The engulfment receptor Draper is required for epidermal dendrite ensheathment

Our experience of the external world is shaped by somatosensory neurons (SSNs) that innervate our skin and mediate responses to a range of environmental stimuli. The precise innervation patterns and response properties of SSNs are determined in part by specialized interactions with resident skin cells. One such interaction involves the preferential ensheathment of some SSNs by epidermal cells, an evolutionarily conserved intercellular interaction that regulates SSN morphogenesis and mechanical nociceptive sensitivity in Drosophila . The morphogenetic events during ensheathment resemble phagocytic engulfment, therefore we hypothesized that phagocytic receptors mediate molecular recognition of neurites to induce ensheathment. From a screen of epidermally expressed phagocytic receptors we found that the nimrod receptor gene Draper ( Drpr ) functions in epidermal cells to promote ensheathment. Endogenous Drpr accumulates at sites of epidermal ensheathment but not at epidermal contact sites with unensheathed neurites. Furthermore, overexpressing Drpr increased ensheathment selectively on neurons that are normally ensheathed, suggesting that molecular recognition by Drpr accounts for the specificity of ensheathment.
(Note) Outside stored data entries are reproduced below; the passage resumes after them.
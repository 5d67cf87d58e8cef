use std::f64::consts::PI;

use wasm_bindgen::JsValue;
use web_sys::CanvasRenderingContext2d;

use super::state::{DrawEdge, ForceGraphState};
use super::types::NodeCategory;

const BACKGROUND: &str = "#11111b";
/// Opacity of nodes outside the focused neighborhood.
pub const DIMMED_NODE_ALPHA: f64 = 0.2;
/// Opacity of edges not touching the focused node.
pub const DIMMED_EDGE_ALPHA: f64 = 0.06;
const EDGE_ALPHA: f64 = 0.55;

fn ease_out_cubic(t: f64) -> f64 {
	1.0 - (1.0 - t).powi(3)
}

/// Stroke width in graph units for an edge drawn `multiplicity` times.
pub fn edge_width(multiplicity: usize, k: f64) -> f64 {
	(1.0 + 0.75 * (multiplicity.max(1) - 1) as f64).min(4.0) / k
}

/// Opacity for an edge given whether it touches the focus and how far the
/// highlight has faded in.
pub fn edge_alpha(incident: bool, t: f64) -> f64 {
	if incident {
		EDGE_ALPHA + (0.95 - EDGE_ALPHA) * t
	} else {
		EDGE_ALPHA + (DIMMED_EDGE_ALPHA - EDGE_ALPHA) * t
	}
}

/// Opacity for a node outside the highlighted neighborhood.
pub fn node_alpha(highlighted: bool, t: f64) -> f64 {
	if highlighted {
		1.0
	} else {
		1.0 - (1.0 - DIMMED_NODE_ALPHA) * t
	}
}

/// Architectures and components are always labelled; threats and
/// mitigations only while in the focused neighborhood.
pub fn shows_label(category: NodeCategory, in_focus: bool) -> bool {
	in_focus || matches!(category, NodeCategory::Architecture | NodeCategory::Component)
}

pub fn render(state: &ForceGraphState, ctx: &CanvasRenderingContext2d) {
	ctx.set_fill_style_str(BACKGROUND);
	ctx.fill_rect(0.0, 0.0, state.width, state.height);
	ctx.save();
	let _ = ctx.translate(state.transform.x, state.transform.y);
	let _ = ctx.scale(state.transform.k, state.transform.k);
	draw_edges(state, ctx);
	draw_nodes(state, ctx);
	ctx.restore();
}

fn draw_edges(state: &ForceGraphState, ctx: &CanvasRenderingContext2d) {
	let k = state.transform.k;
	let (dash, gap, arrow_size) = (8.0 / k, 4.0 / k, 7.0 / k);
	let dash_offset = -(state.flow_time * 30.0) % (dash + gap);
	let t = if state.has_active_highlight() {
		ease_out_cubic(state.highlight_strength())
	} else {
		0.0
	};

	for edge in &state.edges {
		let DrawEdge {
			source,
			target,
			kind,
			multiplicity,
		} = *edge;
		let (Some(&(x1, y1)), Some(&(x2, y2))) = (
			state.positions.positions.get(source),
			state.positions.positions.get(target),
		) else {
			continue;
		};
		let (dx, dy) = (x2 - x1, y2 - y1);
		let dist = (dx * dx + dy * dy).sqrt();
		if dist < 0.001 {
			continue;
		}
		let (r1, r2) = (state.nodes[source].size, state.nodes[target].size);

		let incident = state.is_incident(edge);
		let alpha = edge_alpha(incident, t);
		let (r, g, b) = kind.rgb();
		let color = format!("rgba({r}, {g}, {b}, {alpha})");
		let width = edge_width(multiplicity, k);

		ctx.set_stroke_style_str(&color);
		ctx.set_line_width(if incident { width * (1.0 + 0.5 * t) } else { width });
		if incident && t > 0.01 {
			let _ = ctx.set_line_dash(&js_sys::Array::of2(
				&JsValue::from_f64(dash),
				&JsValue::from_f64(gap),
			));
			ctx.set_line_dash_offset(dash_offset);
		}

		let (ux, uy) = (dx / dist, dy / dist);
		ctx.begin_path();
		ctx.move_to(x1 + ux * r1, y1 + uy * r1);
		ctx.line_to(x2 - ux * (r2 + arrow_size), y2 - uy * (r2 + arrow_size));
		ctx.stroke();
		let _ = ctx.set_line_dash(&js_sys::Array::new());

		ctx.set_fill_style_str(&color);
		let (tip_x, tip_y) = (x2 - ux * r2, y2 - uy * r2);
		let (back_x, back_y) = (tip_x - ux * arrow_size, tip_y - uy * arrow_size);
		let (px, py) = (-uy * arrow_size * 0.5, ux * arrow_size * 0.5);
		ctx.begin_path();
		ctx.move_to(tip_x, tip_y);
		ctx.line_to(back_x + px, back_y + py);
		ctx.line_to(back_x - px, back_y - py);
		ctx.close_path();
		ctx.fill();
	}
}

fn draw_nodes(state: &ForceGraphState, ctx: &CanvasRenderingContext2d) {
	let has_highlight = state.has_active_highlight();
	let t = if has_highlight {
		ease_out_cubic(state.highlight_strength())
	} else {
		0.0
	};
	let k = state.transform.k;
	let font = format!("{}px sans-serif", 11.0 / k.max(0.5));

	// Dimmed nodes first so the highlighted neighborhood paints on top.
	let order = state
		.nodes
		.iter()
		.enumerate()
		.filter(|(idx, _)| !(has_highlight && state.is_highlighted(*idx)))
		.chain(
			state
				.nodes
				.iter()
				.enumerate()
				.filter(|(idx, _)| has_highlight && state.is_highlighted(*idx)),
		);

	for (idx, node) in order {
		let Some(&(x, y)) = state.positions.positions.get(idx) else {
			continue;
		};
		let highlighted = !has_highlight || state.is_highlighted(idx);
		let focused = has_highlight && state.is_focused(idx);
		let alpha = node_alpha(highlighted, t);
		let radius = if focused {
			node.size * (1.0 + 0.25 * t)
		} else {
			node.size
		};

		if focused && t > 0.01 {
			let glow = radius * (1.8 + 0.8 * t);
			if let Ok(gradient) = ctx.create_radial_gradient(x, y, radius * 0.3, x, y, glow) {
				let _ = gradient.add_color_stop(0.0, &format!("rgba(255, 255, 255, {})", 0.35 * t));
				let _ = gradient.add_color_stop(0.6, &format!("rgba(200, 220, 255, {})", 0.1 * t));
				let _ = gradient.add_color_stop(1.0, "rgba(255, 255, 255, 0)");
				ctx.begin_path();
				let _ = ctx.arc(x, y, glow, 0.0, 2.0 * PI);
				ctx.set_fill_style_canvas_gradient(&gradient);
				ctx.fill();
			}
		}

		ctx.set_global_alpha(alpha);
		ctx.begin_path();
		let _ = ctx.arc(x, y, radius, 0.0, 2.0 * PI);
		ctx.set_fill_style_str(node.color);
		ctx.fill();

		if state.positions.pinned.get(idx).copied().unwrap_or(false) {
			ctx.begin_path();
			let _ = ctx.arc(x, y, radius + 3.0 / k, 0.0, 2.0 * PI);
			ctx.set_stroke_style_str("rgba(255, 255, 255, 0.8)");
			ctx.set_line_width(1.5 / k);
			ctx.stroke();
		}

		if shows_label(node.category, has_highlight && highlighted) {
			ctx.set_fill_style_str(if highlighted { "white" } else { "#a0a0b8" });
			ctx.set_font(&font);
			let _ = ctx.fill_text(&node.label, x + radius + 4.0 / k, y + 4.0 / k);
		}
		ctx.set_global_alpha(1.0);
	}
}
//! Interactive navigator for agentic-AI architectures, components, threats and
//! mitigations, rendered as a force-directed graph in the browser.

use leptos::prelude::*;
use leptos_meta::*;
use leptos_router::components::*;
use leptos_router::path;
use log::{Level, info};

// Modules
pub mod components;
pub mod data;
mod pages;

// Top-Level pages
use crate::pages::home::Home;
use crate::pages::not_found::NotFound;

/// Initialize logging and panic hooks for the WASM target.
pub fn init_logging() {
	let _ = console_log::init_with_level(Level::Debug);
	console_error_panic_hook::set_once();
	info!("Logging initialized");
}

/// An app router which renders the navigator and handles 404's
#[component]
pub fn App() -> impl IntoView {
	// Provides context that manages stylesheets, titles, meta tags, etc.
	provide_meta_context();

	view! {
		<Html attr:lang="en" attr:dir="ltr" attr:data-theme="dark" />

		// sets the document title
		<Title text="Agentic Threat Navigator" />

		// injects metadata in the <head> of the page
		<Meta charset="UTF-8" />
		<Meta name="viewport" content="width=device-width, initial-scale=1.0" />

		<Router>
			<Routes fallback=|| view! { <NotFound /> }>
				<Route path=path!("/") view=Home />
			</Routes>
		</Router>
	}
}
//! Last warrior standing.

use super::{Outcome, Progression};

/// Advances the sole remaining roster member.
///
/// Only the roster's size matters:
///
/// | Roster | Outcome |
/// |---|---|
/// | empty | [`Outcome::GameOver`] |
/// | one warrior | [`Outcome::Advance`] with that warrior |
/// | two or more | [`Outcome::Undecided`] |
///
/// Aliveness is not checked. The game loop is expected to drop defeated
/// warriors from the roster before asking, so a single dead entry still
/// advances.
#[derive(Debug, Clone, Copy, Default, PartialEq, Eq)]
pub struct LastStanding;

impl<W, M, H> Progression<W, M, H> for LastStanding
where
    W: Clone,
{
    fn evaluate(&self, roster: &[W], _map: &M, _history: &H) -> Outcome<W> {
        match roster {
            [] => Outcome::GameOver,
            [victor] => Outcome::Advance(vec![victor.clone()]),
            [_, _, ..] => Outcome::Undecided,
        }
    }
}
Indeed, we found that an extracellular reporter for the Drpr ligand Phosphatidylserine (PS) accumulates at sites of ensheathment, and that preventing extracellular PS exposure by overexpressing the PS Flippase ATP8a blocked ensheathment. We additionally found that Orion , which encodes a chemokine-like protein that bridges Drpr-PS interactions, is required for sheath formation. Finally, we found that increasing ensheathment by overexpressing Drpr enhanced nociceptor sensitivity to mechanical stimulus. Altogether, these studies show that Drpr acts in epidermal cells to mediate molecular recognition events that drive ensheathment of neurites marked by extracellular PS.